By Sander van de Moortel, originally published at World Agroforestry Centre
Experts in DPR Korea intend to restore the quality of forest lands, alleviate wide-spread food insecurity and reduce the frequency of natural disasters in the country through an ambitious programme of agroforestry—the use of trees on farms and in the landscape. The DPR Korea is only the second country in Asia to launch such an initiative. The CGIAR Research Program on Forests, Trees and Agroforestry has funded research about the project.
Trees play a major role in the restoration of landscapes, and can help other crops grow by enhancing the soils they grow on, and protecting against diseases and weather. In addition, their products can generate extra income or complement the diet of the population.
A recently published book describes the government’s policy and efforts to scale up agroforestry practices to a nation-wide level in the coming ten years.
One notable measure is a legal and institutional framework that grants villagers a degree of freedom needed to successfully implement agroforestry. The country issues “forest land use licences” to local villagers, which gives them usufruct of the land and incentivizes them to take better care of it. United in sloping land user groups, they are encouraged to join in the planning process for their own fields. This contributes to a sense of ownership and pride in their work.
“My job used to be such a tough one,” recalls Mr Kim Myong Chol, a forest ranger from North Hwanghae province who has been involved in the agroforestry project since the beginning, “farmers would just slash and burn forests to clear the land, with disastrous consequences.” But reorganizing the farmers into groups of sloping land users instilled a sense of responsibility. “I am no longer forest police,” Mr Kim smiles proudly, “I am now a forest facilitator.”

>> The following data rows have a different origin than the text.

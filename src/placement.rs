//! Single-container placement engine.
//!
//! The overflow orchestrator consumes placement through the narrow
//! [`PlacementEngine`] trait: container geometry and a weight ceiling go in,
//! placed items with positions and oriented dimensions come out, together
//! with the subsequence of items that did not fit. The default
//! [`GridPlacer`] searches a position grid along X and Y with Z layers taken
//! from the tops of already placed items, rejecting candidates that collide
//! or exceed the weight ceiling.

use std::cmp::Ordering;

use crate::geometry::intersects;
use crate::model::{ContainerTemplate, Item, PlacedItem};
use crate::types::{EPSILON_GENERAL, EPSILON_HEIGHT};

/// Configuration forwarded to the placement engine per request.
#[derive(Copy, Clone, Debug)]
pub struct PlacementConfig {
    /// Try larger items first inside one container.
    pub bigger_first: bool,
    /// Spread items across future containers rather than greedily filling
    /// this one. With one container per call the greedy and spread orders
    /// coincide; the flag is part of the engine contract regardless.
    pub distribute_items: bool,
    /// Allow the six axis-aligned orientations per item.
    pub allow_rotation: bool,
    /// Decimal places for coordinates and oriented dimensions. Candidates
    /// are quantized to this precision before feasibility checks.
    pub rounding_precision: u32,
    /// Step size of the candidate position grid (smaller = finer, slower).
    pub grid_step: f64,
}

impl PlacementConfig {
    pub const DEFAULT_BIGGER_FIRST: bool = true;
    pub const DEFAULT_DISTRIBUTE_ITEMS: bool = false;
    pub const DEFAULT_ALLOW_ROTATION: bool = true;
    pub const DEFAULT_ROUNDING_PRECISION: u32 = 2;
    pub const DEFAULT_GRID_STEP: f64 = 5.0;
}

Meine Van Noordwijk, chief science advisor at the World Agroforestry Centre, believes that “the DPR Korea’s agroforestry initiatives are a socially unique opportunity for self-organization, with potentially much wider implications in a society where discussions on ways forward are centralized and controlled.”
Other measures include the erection of a non-standing agroforestry committee, and agroforestry has been made a compulsory subject at all agricultural universities.

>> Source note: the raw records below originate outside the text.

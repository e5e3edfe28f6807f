// Copyright 2021 Google LLC
//
// Licensed under the Apache License, Version 2.0 (the "License");
// you may not use this file except in compliance with the License.
// You may obtain a copy of the License at
//
//     https://www.apache.org/licenses/LICENSE-2.0
//
// Unless required by applicable law or agreed to in writing, software
// distributed under the License is distributed on an "AS IS" BASIS,
// WITHOUT WARRANTIES OR CONDITIONS OF ANY KIND, either express or implied.
// See the License for the specific language governing permissions and
// limitations under the License.

//! Board configuration of the bridge.

use bitflags::bitflags;
use core::cmp::min;
use core::convert::TryFrom;

/// Default capacity of each transfer buffer, in bytes.
pub const DEFAULT_BUFFER_SIZE: usize = 1536;

bitflags! {
    /// Capabilities of an SPI peripheral with respect to USB-SPI.
    pub struct UsbFlags: u16 {
        /// The host may target this peripheral.
        const ENABLED = 1 << 0;

        /// Transactions go through `Board::custom_transaction`.
        const CUSTOM_SPI_DEVICE = 1 << 1;
    }
}

/// One SPI peripheral on the board.
#[derive(Clone, Copy, PartialEq, Eq, Debug)]
pub struct SpiDevice {
    /// Name, for logs.
    pub name: &'static str,

    /// Board-specific chip select line.
    pub chip_select: u16,

    /// USB-SPI capabilities.
    pub flags: UsbFlags,
}

impl SpiDevice {
    /// Returns true iff the host may target this peripheral.
    pub fn usb_enabled(&self) -> bool {
        self.flags.contains(UsbFlags::ENABLED)
    }

    /// Returns true iff this peripheral has a board-specific driver.
    pub fn is_custom(&self) -> bool {
        self.flags.contains(UsbFlags::CUSTOM_SPI_DEVICE)
    }
}

/// Protocol limits and behaviour of one bridge instance.
#[derive(Clone, Copy, PartialEq, Eq, Debug)]
pub struct Config {
    /// USB interface number the control requests must address.
    pub interface: u16,

    /// Largest write count a transfer may declare.
    pub max_write_count: u16,

    /// Largest read count a transfer may declare.
    pub max_read_count: u16,

    /// Whether full duplex transfers are accepted.
    pub full_duplex: bool,

    /// Whether the device-side enable alone enables the bridge.
    pub ignore_host_side_enable: bool,
}

impl Config {
    /// Limits both counts to the given buffer capacities.
    pub fn clamped(mut self, write_capacity: usize, read_capacity: usize) -> Self {
        self.max_write_count = clamp_count(self.max_write_count, write_capacity);
        self.max_read_count = clamp_count(self.max_read_count, read_capacity);
        self
    }
}

fn clamp_count(count: u16, capacity: usize) -> u16 {
    let capacity = u16::try_from(capacity).unwrap_or(u16::MAX);
    min(count, capacity)
}

impl Default for Config {
    fn default() -> Self {
        Self {
            interface: 0,
            max_write_count: DEFAULT_BUFFER_SIZE as u16,
            max_read_count: DEFAULT_BUFFER_SIZE as u16,
            full_duplex: true,
            ignore_host_side_enable: false,
        }
    }
}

The National Agroforestry Strategy and Action Plan 2015—2024 was drafted by The Ministry of Land and Environment Protection (MoLEP), in collaboration with the Swiss Agency for Development and Cooperation (SDC) and with scientific input from the World Agroforestry Centre (ICRAF).
The drafting of the document marks the tenth anniversary of the sloping land management project, a program initiated in early 2004 by MoLEP and SDC that aimed to restore the country’s degraded sloping lands.

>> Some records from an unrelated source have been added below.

// Copyright 2021 Google LLC
//
// Licensed under the Apache License, Version 2.0 (the "License");
// you may not use this file except in compliance with the License.
// You may obtain a copy of the License at
//
//     https://www.apache.org/licenses/LICENSE-2.0
//
// Unless required by applicable law or agreed to in writing, software
// distributed under the License is distributed on an "AS IS" BASIS,
// WITHOUT WARRANTIES OR CONDITIONS OF ANY KIND, either express or implied.
// See the License for the specific language governing permissions and
// limitations under the License.

//! Fake hardware for tests. Every fake records what it was asked to do so
//! that tests can assert on it afterwards.

use crate::config::SpiDevice;
use crate::hil;
use crate::hil::BusError;
use crate::hil::Duplex;

use std::collections::VecDeque;

/// A fake bulk endpoint pair. Frames pushed with `push_rx` are handed out one
/// per `receive()`.
pub struct Transport {
    pub rx: VecDeque<Vec<u8>>,
    pub tx: Vec<Vec<u8>>,
    pub ready: bool,
}

impl Transport {
    pub fn new() -> Self {
        Self {
            rx: VecDeque::new(),
            tx: Vec::new(),
            ready: true,
        }
    }

    pub fn push_rx(&mut self, frame: &[u8]) {
        self.rx.push_back(frame.to_vec());
    }

    /// Removes and returns everything transmitted so far.
    pub fn take_tx(&mut self) -> Vec<Vec<u8>> {
        core::mem::take(&mut self.tx)
    }
}

impl hil::Transport for Transport {
    fn receive(&mut self, buf: &mut [u8]) -> Option<usize> {
        let frame = self.rx.pop_front()?;
        let len = frame.len().min(buf.len());
        buf[..len].copy_from_slice(&frame[..len]);
        Some(len)
    }

    fn transmit(&mut self, frame: &[u8]) {
        assert!(self.ready, "transmit while the IN endpoint is busy");
        self.tx.push(frame.to_vec());
    }

    fn tx_ready(&self) -> bool {
        self.ready
    }
}

/// One recorded SPI transaction.
#[derive(Clone, Debug, PartialEq)]
pub struct Transaction {
    pub chip_select: u16,
    pub write: Vec<u8>,
    pub read_len: usize,
    pub duplex: Duplex,
}

/// A fake SPI controller. Reads return `read_data`, padded with 0xff.
pub struct Spi {
    pub transactions: Vec<Transaction>,
    pub read_data: Vec<u8>,
    pub result: Result<(), BusError>,
}

impl Spi {
    pub fn new() -> Self {
        Self {
            transactions: Vec::new(),
            read_data: Vec::new(),
            result: Ok(()),
        }
    }
}

impl hil::SpiBus for Spi {
    fn transaction(
        &mut self,
        device: &SpiDevice,
        write: &[u8],
        read: &mut [u8],
        duplex: Duplex,
    ) -> Result<(), BusError> {
        self.transactions.push(Transaction {
            chip_select: device.chip_select,
            write: write.to_vec(),
            read_len: read.len(),
            duplex,
        });
        for (i, byte) in read.iter_mut().enumerate() {
            *byte = self.read_data.get(i).copied().unwrap_or(0xff);
        }
        self.result
    }
}

/// Fake chip select lines.
pub struct ChipSelect {
    /// `(chip_select, high)` for every call.
    pub levels: Vec<(u16, bool)>,
}

impl ChipSelect {
    pub fn new() -> Self {
        Self { levels: Vec::new() }
    }
}

impl hil::ChipSelect for ChipSelect {
    fn set_level(&mut self, device: &SpiDevice, high: bool) {
        self.levels.push((device.chip_select, high));
    }
}

/// A fake board that counts hook calls and implements a custom driver that
/// echoes the write data.
pub struct Board {
    pub enables: usize,
    pub disables: usize,
    pub custom_writes: Vec<Vec<u8>>,
}

impl Board {
    pub fn new() -> Self {
        Self {
            enables: 0,
            disables: 0,
            custom_writes: Vec::new(),
        }
    }
}

impl hil::Board for Board {
    fn on_enable(&mut self) {
        self.enables += 1;
    }

    fn on_disable(&mut self) {
        self.disables += 1;
    }

    fn custom_transaction(
        &mut self,
        _device: &SpiDevice,
        write: &[u8],
        read: &mut [u8],
        _duplex: Duplex,
    ) -> Result<(), BusError> {
        self.custom_writes.push(write.to_vec());
        for (r, w) in read.iter_mut().zip(write.iter()) {
            *r = *w;
        }
        Ok(())
    }
}

/// A board that keeps the default custom driver.
pub struct PlainBoard;

impl hil::Board for PlainBoard {
    fn on_enable(&mut self) {}
    fn on_disable(&mut self) {}
}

Since the 1990s, when the Soviet Union collapsed and money channels to the DPR Korea dried up, the country has been plagued by a lack of food and natural disasters as a result of environmental degradation. In a bet to grow more food, farmers converted the hills into farmland, perpetuating the negative spiral.
“The situation required urgent attention,” says Kim Kwang Ju, chair of newly established national agroforestry association, and former head of project management and consulting services at MoLEP. “SDC responded to our call for international help and together we set up a project that should restore the integrity of our sloping lands.”
“Several counties of North Hwanghae province near Pyongyang, saw a drastic improvement in their food security and environmental sustainability,” remembers Thomas Fisler, Director of Cooperation at SDC in Pyongyang. The project was then replicated in different areas of the country, and in 2007, SDC involved the World Agroforestry Centre for their expertise and technical support with agroforestry systems.